Aber auch seitens der Wirtschaft wird der Ruf nach einer Lockerung der Verordnung laut: "Die KIM-Verordnung war dazu gedacht, eine befürchtete Überhitzung des Immobilienmarktes zu verhindern – davon kann jetzt keine Rede mehr sein: Die Nachfrage nach Immobilienkrediten ist seit Mitte 2022 massiv rückläufig und hat sich im ersten Halbjahr 2023 weiter abgeschwächt", sagte Robert Jägersberger, Obmann des Baumeisterverbandes. "Als Folge der kräftig gestiegenen und weiterhin hohen Zinsen wird sich dieser Trend fortsetzen, ohne dass es zusätzlich einer KIM-Verordnung bedarf", erklärte er in einer Aussendung.

Die Vereinigung Österreichischer Projektentwickler (Vöpe) teilte über ihren Präsidiumssprecher Andreas Köttl mit: "Es kann nicht sein, dass man sich Eigentum in Österreich nicht mehr leisten kann und die FMA als die für die KIM-Verordnung verantwortliche Behörde die Lage derart verkennt und so stur bleibt. Wir fordern daher zum wiederholten Mal eine radikale Entschärfung der aktuellen Regeln", so die Stellungnahme von Köttl.

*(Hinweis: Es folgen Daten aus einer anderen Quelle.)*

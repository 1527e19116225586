//! # intelink-channel
//!
//! 서버 푸시 이벤트를 받는 자가 복구형 실시간 채널.
//!
//! 모든 상태 변경은 하나의 이벤트 루프 태스크에서 순서대로 처리된다.
//! 소켓 이벤트, 타이머 만료, 소비자 명령이 모두 같은 큐로 들어오므로
//! 피드 저장소에 대한 경쟁 조건이 없다.
//!
//! - [`lifecycle`] — 연결 상태 머신과 이벤트 루프
//! - [`heartbeat`] — 연결 중 주기적 ping
//! - `timers` — 하트비트/재연결 타이머 핸들
//! - [`gateway`] — 소비자가 접근하는 유일한 표면

mod event;
pub mod gateway;
pub mod heartbeat;
pub mod lifecycle;
mod timers;

#[cfg(test)]
mod testing;

pub use gateway::{GatewayState, NotificationGateway};
pub use lifecycle::ChannelSettings;
//! # intelink-network
//!
//! 실시간 채널 네트워크 어댑터.
//! `tokio-tungstenite` 기반 WebSocket 전송, REST 기본 URL에서의 채널 주소 해석,
//! 인증 서브시스템이 기록하는 Bearer 토큰 저장소를 제공한다.
//!
//! ## 사용 예시
//!
//! ```rust,ignore
//! use intelink_network::auth::TokenStore;
//! use intelink_network::endpoint::resolve_channel_url;
//! use intelink_network::ws_client::WsTransport;
//!
//! let url = resolve_channel_url("https://api.example.com", Some("org1"))?;
//! ```

pub mod auth;
pub mod endpoint;
pub mod ws_client;
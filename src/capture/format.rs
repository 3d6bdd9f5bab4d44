//! Recording format negotiation
//!
//! Formats a session can be encoded in, ordered by how widely the result
//! can be decoded.

use serde::{Deserialize, Serialize};

/// Container families the pipeline can produce.
#[derive(Debug, Clone, Copy, PartialEq, Eq, Serialize, Deserialize)]
#[serde(rename_all = "lowercase")]
pub enum Container {
    Webm,
    Mp4,
}

impl Container {
    /// File extension for this container
    pub const fn extension(&self) -> &'static str {
        match self {
            Container::Webm => "webm",
            Container::Mp4 => "mp4",
        }
    }

    /// Media type (MIME) for this container
    pub const fn media_type(&self) -> &'static str {
        match self {
            Container::Webm => "video/webm",
            Container::Mp4 => "video/mp4",
        }
    }
}

/// A concrete recording format: container plus codec pairing.
///
/// `PREFERENCE` orders these by decodability; the recorder picks the first
/// entry its encoder supports and keeps it for the whole session.
#[derive(Debug, Clone, Copy, PartialEq, Eq, Serialize, Deserialize)]
#[serde(rename_all = "kebab-case")]
pub enum MediaFormat {
    WebmVp8Opus,
    WebmVp9Opus,
    Webm,
    Mp4,
}

impl MediaFormat {
    /// Negotiation order: more widely decodable formats first.
    pub const PREFERENCE: [MediaFormat; 4] = [
        MediaFormat::WebmVp8Opus,
        MediaFormat::WebmVp9Opus,
        MediaFormat::Webm,
        MediaFormat::Mp4,
    ];

    /// Full media type tag, including codec parameters where known
    pub const fn mime_type(&self) -> &'static str {
        match self {
            MediaFormat::WebmVp8Opus => "video/webm; codecs=vp8,opus",
            MediaFormat::WebmVp9Opus => "video/webm; codecs=vp9,opus",
            MediaFormat::Webm => "video/webm",
            MediaFormat::Mp4 => "video/mp4",
        }
    }

    /// Container family of this format
    pub const fn container(&self) -> Container {
        match self {
            MediaFormat::WebmVp8Opus | MediaFormat::WebmVp9Opus | MediaFormat::Webm => {
                Container::Webm
            }
            MediaFormat::Mp4 => Container::Mp4,
        }
    }

    /// File extension for this format
    pub const fn extension(&self) -> &'static str {
        self.container().extension()
    }

    /// Map a file extension to the base format of its container.
    ///
    /// Used when ingesting an already-recorded file whose codec parameters
    /// are unknown.
    pub fn from_extension(ext: &str) -> Option<MediaFormat> {
        match ext.to_ascii_lowercase().as_str() {
            "webm" => Some(MediaFormat::Webm),
            "mp4" => Some(MediaFormat::Mp4),
            _ => None,
        }
    }
}

impl std::fmt::Display for MediaFormat {
    fn fmt(&self, f: &mut std::fmt::Formatter<'_>) -> std::fmt::Result {
        f.write_str(self.mime_type())
    }
}
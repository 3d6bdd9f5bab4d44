//! Trim/transcode engine
//!
//! Validates the requested window, writes the captured bytes into the
//! runtime workspace, and walks the strategy ladder in order until one
//! tier produces a playable output.

use std::sync::Arc;

use uuid::Uuid;

use super::runtime::{FfmpegRuntime, MediaRuntime};
use super::strategy::ladder_for;
use super::types::{AttemptFailure, TranscodeError, TranscodeResult, TrimRange};
use crate::recorder::state::CapturedArtifact;

/// Trim engine over a media runtime.
pub struct TranscodeEngine {
    runtime: Arc<dyn MediaRuntime>,
}

impl TranscodeEngine {
    /// Engine backed by the process-wide ffmpeg runtime.
    ///
    /// The first call initializes the runtime; later calls reuse it.
    pub async fn shared() -> Result<Self, TranscodeError> {
        let runtime = FfmpegRuntime::global().await?;
        Ok(Self { runtime })
    }

    /// Engine over an explicit runtime (tests, custom deployments)
    pub fn with_runtime(runtime: Arc<dyn MediaRuntime>) -> Self {
        Self { runtime }
    }

    /// Trim `artifact` to `range`, falling through the strategy ladder.
    ///
    /// Attempts run strictly sequentially and are fully isolated: every
    /// tier re-issues the complete command against the original input file
    /// with a fresh output name, so a failed tier leaves nothing behind for
    /// the next one to trip over. The first success wins; if every tier
    /// fails the error carries all per-tier failures.
    pub async fn trim(
        &self,
        artifact: &CapturedArtifact,
        range: TrimRange,
    ) -> Result<TranscodeResult, TranscodeError> {
        range.validate(Some(artifact.duration_secs))?;

        let call_id = Uuid::new_v4().simple().to_string();
        let input_name = format!("input-{}.{}", call_id, artifact.format.extension());
        self.runtime.write_input(&input_name, &artifact.data).await?;

        let ladder = ladder_for(artifact.format);
        let mut attempts: Vec<AttemptFailure> = Vec::new();

        tracing::debug!(
            "trimming {} bytes of {} to ({:.3}, {:.3}) across {} tier(s)",
            artifact.size(),
            artifact.media_type(),
            range.start_secs,
            range.end_secs,
            ladder.len()
        );

        for strategy in ladder {
            let output_name = format!("output-{}-{}.{}", call_id, strategy.name, strategy.extension());
            let args = strategy.build_args(&input_name, range, &output_name);

            match self.runtime.exec(&args).await {
                Ok(()) => match self.runtime.read_output(&output_name).await {
                    Ok(data) if !data.is_empty() => {
                        self.runtime.remove(&input_name).await;
                        self.runtime.remove(&output_name).await;
                        tracing::info!(
                            "transcode succeeded via {} ({} bytes)",
                            strategy.name,
                            data.len()
                        );
                        return Ok(TranscodeResult {
                            data,
                            media_type: strategy.media_type(),
                            extension: strategy.extension(),
                            duration_secs: range.duration_secs(),
                            strategy: strategy.name,
                        });
                    }
                    Ok(_) => {
                        tracing::warn!("strategy {} produced an empty file", strategy.name);
                        attempts.push(AttemptFailure {
                            strategy: strategy.name.to_string(),
                            message: "produced empty output".to_string(),
                        });
                    }
                    Err(e) => {
                        tracing::warn!("strategy {} output unreadable: {}", strategy.name, e);
                        attempts.push(AttemptFailure {
                            strategy: strategy.name.to_string(),
                            message: e.to_string(),
                        });
                    }
                },
                Err(e) => {
                    tracing::warn!("strategy {} failed: {}", strategy.name, e);
                    attempts.push(AttemptFailure {
                        strategy: strategy.name.to_string(),
                        message: e.to_string(),
                    });
                }
            }

            self.runtime.remove(&output_name).await;
        }

        self.runtime.remove(&input_name).await;
        tracing::error!("all {} transcode tier(s) failed", attempts.len());
        Err(TranscodeError::TranscodeFailed { attempts })
    }
}

#[cfg(test)]
mod tests {
    use super::*;
    use crate::capture::format::MediaFormat;
    use crate::testing::{ExecScript, ScriptedRuntime};

    fn artifact(duration_secs: f64) -> CapturedArtifact {
        CapturedArtifact {
            data: vec![7u8; 4_096],
            format: MediaFormat::WebmVp8Opus,
            duration_secs,
        }
    }

    fn engine(script: ExecScript) -> (TranscodeEngine, Arc<ScriptedRuntime>) {
        let runtime = Arc::new(ScriptedRuntime::new(script));
        (TranscodeEngine::with_runtime(runtime.clone()), runtime)
    }

    #[tokio::test]
    async fn invalid_range_rejects_before_any_runtime_call() {
        let (engine, runtime) = engine(ExecScript::Succeed);

        let err = engine
            .trim(&artifact(10.0), TrimRange::new(5.0, 5.0))
            .await
            .unwrap_err();

        assert!(matches!(err, TranscodeError::InvalidRange(_)));
        assert_eq!(runtime.exec_count(), 0);
    }

    #[tokio::test]
    async fn copy_tier_wins_when_it_succeeds() {
        let (engine, runtime) = engine(ExecScript::Succeed);

        let result = engine
            .trim(&artifact(10.0), TrimRange::new(2.0, 7.0))
            .await
            .unwrap();

        assert_eq!(result.strategy, "webm-copy");
        assert_eq!(result.media_type, "video/webm");
        assert!((result.duration_secs - 5.0).abs() < 1e-9);
        assert_eq!(runtime.exec_count(), 1);
    }

    #[tokio::test]
    async fn failed_copy_falls_through_to_vp8() {
        let (engine, runtime) = engine(ExecScript::FailCopy);

        let result = engine
            .trim(&artifact(10.0), TrimRange::new(2.0, 7.0))
            .await
            .unwrap();

        assert_eq!(result.strategy, "webm-vp8");
        assert_eq!(result.media_type, "video/webm");
        assert_eq!(runtime.exec_count(), 2);
    }

    #[tokio::test]
    async fn fallback_tier_is_deterministic_across_calls() {
        let (engine, _runtime) = engine(ExecScript::FailCopy);

        for _ in 0..3 {
            let result = engine
                .trim(&artifact(10.0), TrimRange::new(1.0, 4.0))
                .await
                .unwrap();
            assert_eq!(result.strategy, "webm-vp8");
        }
    }

    #[tokio::test]
    async fn cross_container_tier_changes_media_type() {
        let (engine, _runtime) = engine(ExecScript::SucceedOnlyExtension("mp4"));

        let result = engine
            .trim(&artifact(10.0), TrimRange::new(2.0, 7.0))
            .await
            .unwrap();

        assert_eq!(result.strategy, "mp4-h264");
        assert_eq!(result.media_type, "video/mp4");
        assert_ne!(result.media_type, artifact(10.0).format.container().media_type());
    }

    #[tokio::test]
    async fn exhausted_ladder_reports_every_failure() {
        let (engine, runtime) = engine(ExecScript::FailAll);

        let err = engine
            .trim(&artifact(10.0), TrimRange::new(2.0, 7.0))
            .await
            .unwrap_err();

        match err {
            TranscodeError::TranscodeFailed { attempts } => {
                assert_eq!(attempts.len(), 4);
                assert_eq!(attempts[0].strategy, "webm-copy");
                assert!(attempts.iter().all(|a| !a.message.is_empty()));
            }
            other => panic!("expected TranscodeFailed, got {other:?}"),
        }
        assert_eq!(runtime.exec_count(), 4);
    }

    #[tokio::test]
    async fn attempts_run_in_ladder_order() {
        let (engine, runtime) = engine(ExecScript::FailAll);
        let _ = engine.trim(&artifact(10.0), TrimRange::new(0.0, 1.0)).await;

        let log = runtime.exec_log();
        let outputs: Vec<String> = log
            .iter()
            .map(|args| args.last().cloned().unwrap_or_default())
            .collect();
        assert!(outputs[0].contains("webm-copy"));
        assert!(outputs[1].contains("webm-vp8"));
        assert!(outputs[2].contains("webm-vp9"));
        assert!(outputs[3].contains("mp4-h264"));
    }

    #[tokio::test]
    async fn commands_carry_sub_second_times() {
        let (engine, runtime) = engine(ExecScript::Succeed);
        engine
            .trim(&artifact(10.0), TrimRange::new(2.5, 7.1))
            .await
            .unwrap();

        let log = runtime.exec_log();
        let joined = log[0].join(" ");
        assert!(joined.contains("-ss 2.500"));
        assert!(joined.contains("-t 4.600"));
    }

    #[tokio::test]
    async fn concurrent_calls_use_distinct_workspace_names() {
        let runtime = Arc::new(ScriptedRuntime::new(ExecScript::Succeed));
        let engine = Arc::new(TranscodeEngine::with_runtime(runtime.clone()));

        let a = {
            let engine = engine.clone();
            tokio::spawn(async move {
                engine.trim(&artifact(10.0), TrimRange::new(0.0, 1.0)).await
            })
        };
        let b = {
            let engine = engine.clone();
            tokio::spawn(async move {
                engine.trim(&artifact(10.0), TrimRange::new(1.0, 2.0)).await
            })
        };
        a.await.unwrap().unwrap();
        b.await.unwrap().unwrap();

        let log = runtime.exec_log();
        let inputs: Vec<&String> = log
            .iter()
            .map(|args| {
                let i = args.iter().position(|a| a == "-i").unwrap();
                &args[i + 1]
            })
            .collect();
        assert_ne!(inputs[0], inputs[1]);
    }
}
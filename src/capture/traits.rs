//! Capture trait definitions
//!
//! Seams between the recorder and whatever produces live media: capture
//! sources hand out track sets, a stream encoder turns a track set into
//! timed encoded chunks. Platform adapters live behind these traits.

use async_trait::async_trait;
use serde::{Deserialize, Serialize};
use thiserror::Error;

use super::format::MediaFormat;

/// Errors raised while acquiring or encoding capture media
#[derive(Error, Debug)]
pub enum CaptureError {
    #[error("permission denied: {0}")]
    PermissionDenied(String),

    #[error("capture source unavailable: {0}")]
    Unavailable(String),

    #[error("encoder error: {0}")]
    Encoder(String),
}

/// Result type for capture operations
pub type CaptureResult<T> = Result<T, CaptureError>;

/// Kind of media a track carries
#[derive(Debug, Clone, Copy, PartialEq, Eq, Serialize, Deserialize)]
#[serde(rename_all = "lowercase")]
pub enum TrackKind {
    Video,
    Audio,
}

impl std::fmt::Display for TrackKind {
    fn fmt(&self, f: &mut std::fmt::Formatter<'_>) -> std::fmt::Result {
        match self {
            TrackKind::Video => write!(f, "video"),
            TrackKind::Audio => write!(f, "audio"),
        }
    }
}

/// One live media track handed out by a capture source.
///
/// `stop` releases the underlying capture and must be idempotent. A track
/// may also go dead on its own (the user revokes capture through a system
/// control); `is_live` reflects that.
pub trait MediaTrack: Send + Sync {
    /// Stable track identifier
    fn id(&self) -> &str;

    /// Kind of media this track carries
    fn kind(&self) -> TrackKind;

    /// Human-readable source label
    fn label(&self) -> &str;

    /// Whether the track is still producing media
    fn is_live(&self) -> bool;

    /// Release the underlying capture
    fn stop(&self);
}

/// Ordered collection of live tracks owned by one recording session.
pub struct MediaTrackSet {
    tracks: Vec<Box<dyn MediaTrack>>,
}

impl MediaTrackSet {
    pub fn new(tracks: Vec<Box<dyn MediaTrack>>) -> Self {
        Self { tracks }
    }

    pub fn tracks(&self) -> &[Box<dyn MediaTrack>] {
        &self.tracks
    }

    pub fn into_tracks(self) -> Vec<Box<dyn MediaTrack>> {
        self.tracks
    }

    pub fn len(&self) -> usize {
        self.tracks.len()
    }

    pub fn is_empty(&self) -> bool {
        self.tracks.is_empty()
    }

    /// Number of tracks of the given kind
    pub fn count(&self, kind: TrackKind) -> usize {
        self.tracks.iter().filter(|t| t.kind() == kind).count()
    }

    /// Whether any video track has gone dead out of band
    pub fn video_ended(&self) -> bool {
        self.tracks
            .iter()
            .any(|t| t.kind() == TrackKind::Video && !t.is_live())
    }

    /// Release every track. Idempotent.
    pub fn stop_all(&self) {
        for track in &self.tracks {
            track.stop();
        }
    }
}

impl std::fmt::Debug for MediaTrackSet {
    fn fmt(&self, f: &mut std::fmt::Formatter<'_>) -> std::fmt::Result {
        let ids: Vec<&str> = self.tracks.iter().map(|t| t.id()).collect();
        f.debug_struct("MediaTrackSet").field("tracks", &ids).finish()
    }
}

/// A source of live media tracks (display surface, microphone, ...).
///
/// `acquire` performs the permission request and is the only suspension
/// point; a denied request surfaces as `CaptureError::PermissionDenied`.
#[async_trait]
pub trait CaptureSource: Send + Sync {
    /// Source identifier (e.g. "display", "microphone")
    fn id(&self) -> &str;

    /// Request access and hand out live tracks
    async fn acquire(&mut self) -> CaptureResult<MediaTrackSet>;
}

/// Encodes a combined track set into timed binary chunks.
///
/// `poll_chunk` drains whatever the encoder produced since the last poll;
/// the recorder calls it once per chunk interval. `finish` flushes any
/// trailing buffered data when the session stops.
pub trait StreamEncoder: Send + Sync {
    /// Whether this encoder can produce the given format
    fn supports(&self, format: MediaFormat) -> bool;

    /// Bind the encoder to a track set with a negotiated format
    fn begin(&mut self, tracks: &MediaTrackSet, format: MediaFormat) -> CaptureResult<()>;

    /// Suspend encoding (no data accumulates while paused)
    fn pause(&mut self);

    /// Resume encoding after a pause
    fn resume(&mut self);

    /// Drain encoded bytes produced since the last poll
    fn poll_chunk(&mut self) -> CaptureResult<Option<Vec<u8>>>;

    /// Flush trailing buffered data and end the encode
    fn finish(&mut self) -> CaptureResult<Option<Vec<u8>>>;
}
//! Recording state management
//!
//! Defines the recorder state machine, per-span session accounting, and
//! the captured artifact a finished session produces.

use chrono::Utc;
use serde::{Deserialize, Serialize};

use crate::capture::format::MediaFormat;

/// Current state of the capture recorder
#[derive(Debug, Clone, Copy, PartialEq, Eq, Serialize, Deserialize)]
#[serde(rename_all = "lowercase")]
pub enum RecorderState {
    /// No recording in progress
    Idle,
    /// Waiting on capture permission prompts
    Requesting,
    /// Currently recording
    Recording,
    /// Recording is paused
    Paused,
    /// Finalizing the current session
    Stopping,
}

impl Default for RecorderState {
    fn default() -> Self {
        Self::Idle
    }
}

/// One active span of a recording session.
///
/// A new span starts on `start()` and on every `resume()`; the current span
/// ends on `pause()` and `stop()`. Summing span durations yields active
/// capture time with paused stretches excluded.
#[derive(Debug, Clone, Serialize, Deserialize)]
#[serde(rename_all = "camelCase")]
pub struct SessionSpan {
    /// Span index (0, 1, 2, ...)
    pub index: usize,

    /// Process time when the span started, seconds since recording start
    pub start_secs: f64,

    /// Process time when the span ended
    pub end_secs: f64,

    /// Unix timestamp when the span started
    pub unix_start_ms: u64,

    /// Unix timestamp when the span ended
    pub unix_end_ms: u64,

    #[serde(skip)]
    ended: bool,
}

impl SessionSpan {
    /// Create a new span starting now
    pub fn new(index: usize, start_secs: f64) -> Self {
        let now = Utc::now().timestamp_millis() as u64;
        Self {
            index,
            start_secs,
            end_secs: start_secs,
            unix_start_ms: now,
            unix_end_ms: now,
            ended: false,
        }
    }

    /// End the span. Later calls are no-ops.
    pub fn end(&mut self, at_secs: f64) {
        if self.ended {
            return;
        }
        self.end_secs = at_secs;
        self.unix_end_ms = Utc::now().timestamp_millis() as u64;
        self.ended = true;
    }

    pub fn is_ended(&self) -> bool {
        self.ended
    }

    /// Active duration covered by this span
    pub fn duration_secs(&self) -> f64 {
        (self.end_secs - self.start_secs).max(0.0)
    }
}

/// Recorder tuning knobs
#[derive(Debug, Clone, Serialize, Deserialize)]
#[serde(default)]
pub struct RecorderConfig {
    /// Milliseconds between chunk emissions
    pub chunk_interval_ms: u64,
}

impl Default for RecorderConfig {
    fn default() -> Self {
        Self {
            chunk_interval_ms: 1_000,
        }
    }
}

/// Immutable output of a finished recording session.
///
/// Owns the concatenated chunk bytes, the format the session negotiated,
/// and a best-effort active-capture duration.
#[derive(Clone)]
pub struct CapturedArtifact {
    /// Concatenated encoded bytes, in chunk emission order
    pub data: Vec<u8>,

    /// Format negotiated at session start
    pub format: MediaFormat,

    /// Active capture time in seconds (paused time excluded)
    pub duration_secs: f64,
}

impl CapturedArtifact {
    /// Total size in bytes
    pub fn size(&self) -> usize {
        self.data.len()
    }

    /// Media type tag for the artifact
    pub fn media_type(&self) -> &'static str {
        self.format.mime_type()
    }
}

impl std::fmt::Debug for CapturedArtifact {
    fn fmt(&self, f: &mut std::fmt::Formatter<'_>) -> std::fmt::Result {
        f.debug_struct("CapturedArtifact")
            .field("size", &self.data.len())
            .field("format", &self.format)
            .field("duration_secs", &self.duration_secs)
            .finish()
    }
}

#[cfg(test)]
mod tests {
    use super::*;

    #[test]
    fn span_duration_is_end_minus_start() {
        let mut span = SessionSpan::new(0, 1.5);
        span.end(4.0);
        assert!((span.duration_secs() - 2.5).abs() < 1e-9);
    }

    #[test]
    fn span_end_is_idempotent() {
        let mut span = SessionSpan::new(0, 0.0);
        span.end(2.0);
        span.end(9.0);
        assert!((span.duration_secs() - 2.0).abs() < 1e-9);
    }

    #[test]
    fn unended_span_has_zero_duration() {
        let span = SessionSpan::new(1, 3.0);
        assert_eq!(span.duration_secs(), 0.0);
        assert!(!span.is_ended());
    }

    #[test]
    fn default_chunk_interval_is_one_second() {
        assert_eq!(RecorderConfig::default().chunk_interval_ms, 1_000);
    }
}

"Häuslbauer im Stich gelassen"

Der Position der FMA kann hingegen die SPÖ etwas abgewinnen: "Die ÖVP will nichts gegen die hohen Zinsen tun, wie das die SPÖ fordert, sie lässt die Häuslbauer mit unbezahlbaren Krediten im Stich und verlangt jetzt, dass Banken Immobilienkredite vergeben sollen, die die Kreditnehmer wegen der hohen Zinsen nie zurückzahlen können – und zum Schluss holt sich die Bank das Haus", kritisierte SPÖ-Finanzsprecher Jan Krainer. "Das ist ÖVP in Reinkultur, die Menschen verlieren, die Bank gewinnt immer."

Die KIM-Verordnung mit den Regeln für die Vergabe von Wohnbaukrediten hat das Finanzmarktstabilitätsgremium beschlossen, also Finanzministerium, Nationalbank und FMA gemeinsam.